INSTRUCTIONS TO FOLLOW> Lines that include "renders" make up the answer; copy all of them from the data below.

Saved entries
#####
use crate::{AppState, Effect, Msg, StatusKind};

/// Pure update function: applies a message to state and returns any effects.
pub fn update(mut state: AppState, msg: Msg) -> (AppState, Vec<Effect>) {
    let effects = match msg {
        Msg::Started => {
            state.begin_rubric_lists_load();
            vec![Effect::LoadRubricLists]
        }
        Msg::ViewSelected(view) => {
            state.set_view(view);
            Vec::new()
        }
        Msg::RubricListsLoaded { available, saved } => {
            state.apply_rubric_lists(available, saved);
            Vec::new()
        }
        Msg::RubricListsFailed(message) => {
            state.apply_rubric_lists_failed(message);
            Vec::new()
        }
        Msg::RubricToggled { id, selected } => {
            state.toggle_rubric(&id, selected);
            Vec::new()
        }
        Msg::ResumeFilesChosen(files) => {
            state.set_resume_files(files);
            Vec::new()
        }
        Msg::ResumesSubmitted => {
            // The previous session's results clear even when validation fails.
            state.clear_session();
            state.set_status(StatusKind::Info, "Checking resumes...");
            let rubric_names = state.selected_rubrics();
            let files = state.resume_files().to_vec();
            if rubric_names.is_empty() || files.is_empty() {
                state.set_status(
                    StatusKind::Error,
                    "Please select at least one rubric and upload resumes.",
                );
                Vec::new()
            } else {
                state.begin_streaming();
                vec![Effect::SubmitResumes {
                    rubric_names,
                    files,
                }]
            }
        }
        Msg::RecordReceived(record) => {
            state.apply_record(record);
            Vec::new()
        }
        Msg::StreamCompleted => {
            state.finish_streaming();
            state.set_status(StatusKind::Success, "Resume evaluation completed.");
            Vec::new()
        }
        Msg::StreamFailed(message) => {
            state.finish_streaming();
            state.set_status(StatusKind::Error, format!("Error: {message}"));
            Vec::new()
        }
        Msg::RubricNameChanged(name) => {
            state.set_rubric_name(name);
            Vec::new()
        }
        Msg::RubricFileChosen(file) => {
            state.set_rubric_file(file);
            Vec::new()
        }
        Msg::RubricSubmitted => {
            let name = state.rubric_name().trim().to_string();
            match state.rubric_file().cloned() {
                Some(file) if !name.is_empty() => {
                    state.begin_rubric_upload();
                    state.set_rubric_status(StatusKind::Info, "Uploading...");
                    vec![Effect::UploadRubric { name, file }]
                }
                _ => {
                    state.set_rubric_status(
                        StatusKind::Error,
                        "Please enter a name and select a file",
                    );
                    Vec::new()
                }
            }
        }
        Msg::RubricUploadCompleted { accepted, status } => {
            state.finish_rubric_upload();
            if accepted {
                state.reset_rubric_form();
                state.set_rubric_status(StatusKind::Success, status);
                state.begin_rubric_lists_load();
                vec![Effect::LoadRubricLists]
            } else {
                state.set_rubric_status(StatusKind::Error, status);
                Vec::new()
            }
        }
        Msg::Tick => {
            state.tick();
            Vec::new()
        }
        Msg::NoOp => Vec::new(),
    };

    (state, effects)
}
#![deny(missing_docs)]
//! Shared logging utilities for the screener workspace.
//!
//! This crate provides the `client_*` logging macros used across the codebase,
//! the terminal logger initializer for the application shell, and a minimal
//! test initializer for the global logger.

use simplelog::{ColorChoice, CombinedLogger, Config, TermLogger, TerminalMode};

/// Logs a trace-level message using the global logging facade.
#[macro_export]
macro_rules! client_trace {
    ($($arg:tt)*) => {{
        log::trace!($($arg)*);
    }};
}

/// Logs a debug-level message using the global logging facade.
#[macro_export]
macro_rules! client_debug {
    ($($arg:tt)*) => {{
        log::debug!($($arg)*);
    }};
}

/// Logs an info-level message using the global logging facade.
#[macro_export]
macro_rules! client_info {
    ($($arg:tt)*) => {{
        log::info!($($arg)*);
    }};
}

/// Logs a warn-level message using the global logging facade.
#[macro_export]
macro_rules! client_warn {
    ($($arg:tt)*) => {{
        log::warn!($($arg)*);
    }};
}

/// Logs an error-level message using the global logging facade.
#[macro_export]
macro_rules! client_error {
    ($($arg:tt)*) => {{
        log::error!($($arg)*);
    }};
}

/// Initializes the terminal logger for the application shell.
///
/// Logging goes to stderr so it never interleaves with rendered output on
/// stdout. Safely no-ops if a logger has already been initialized.
pub fn initialize(level: log::LevelFilter) {
    let _ = CombinedLogger::init(vec![TermLogger::new(
        level,
        Config::default(),
        TerminalMode::Stderr,
        ColorChoice::Auto,
    )]);
}

/// Initializes a simple terminal logger for use in unit tests.
///
/// This safely no-ops if another logger has already been initialized.
pub fn initialize_for_tests() {
    // Use debug level in debug builds, info in release builds.
    let level = if cfg!(debug_assertions) {
        log::LevelFilter::Debug
    } else {
        log::LevelFilter::Info
    };

    // Ignore the error if a logger was already set by another test.
    let _ = CombinedLogger::init(vec![TermLogger::new(
        level,
        Config::default(),
        TerminalMode::Mixed,
        ColorChoice::Auto,
    )]);
}
use std::fs;
use std::io::Write;
use std::path::{Path, PathBuf};

use tempfile::NamedTempFile;

use crate::types::{ApiError, FailureKind};

/// Atomically writes the downloaded report to `{dir}/{filename}` by writing a
/// temp file then renaming.
pub(crate) fn write_report(dir: &Path, filename: &str, bytes: &[u8]) -> Result<PathBuf, ApiError> {
    let target = dir.join(filename);
    let fail = |message: String| {
        ApiError::new(
            FailureKind::ReportWrite {
                path: target.display().to_string(),
            },
            message,
        )
    };

    fs::create_dir_all(dir).map_err(|err| fail(err.to_string()))?;
    let mut tmp = NamedTempFile::new_in(dir).map_err(|err| fail(err.to_string()))?;
    tmp.write_all(bytes).map_err(|err| fail(err.to_string()))?;
    tmp.flush().map_err(|err| fail(err.to_string()))?;

    // Replace an existing report of the same name to keep reruns deterministic.
    if target.exists() {
        fs::remove_file(&target).map_err(|err| fail(err.to_string()))?;
    }
    tmp.persist(&target)
        .map_err(|err| fail(err.error.to_string()))?;
    Ok(target)
}
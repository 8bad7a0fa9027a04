/// One selectable rubric identifier with its display label.
#[derive(Debug, Clone, PartialEq, Eq)]
pub struct RubricOption {
    pub id: String,
    pub label: String,
    pub selected: bool,
}

/// Formats a rubric identifier for display.
///
/// Identifiers are underscore-joined token sequences whose first token is a
/// short code: `PAFIAST_School_of_Engineering` renders as
/// `School of Engineering - PAFIAST`. A single-token identifier renders
/// unchanged.
pub fn format_rubric_label(id: &str) -> String {
    let mut tokens = id.split('_');
    let code = tokens.next().unwrap_or_default();
    let rest = tokens.collect::<Vec<_>>().join(" ");
    if rest.is_empty() {
        id.to_string()
    } else {
        format!("{rest} - {code}")
    }
}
#####
ANSWER BELOW>
/// short code: `PAFIAST_School_of_Engineering` renders as
/// `School of Engineering - PAFIAST`. A single-token identifier renders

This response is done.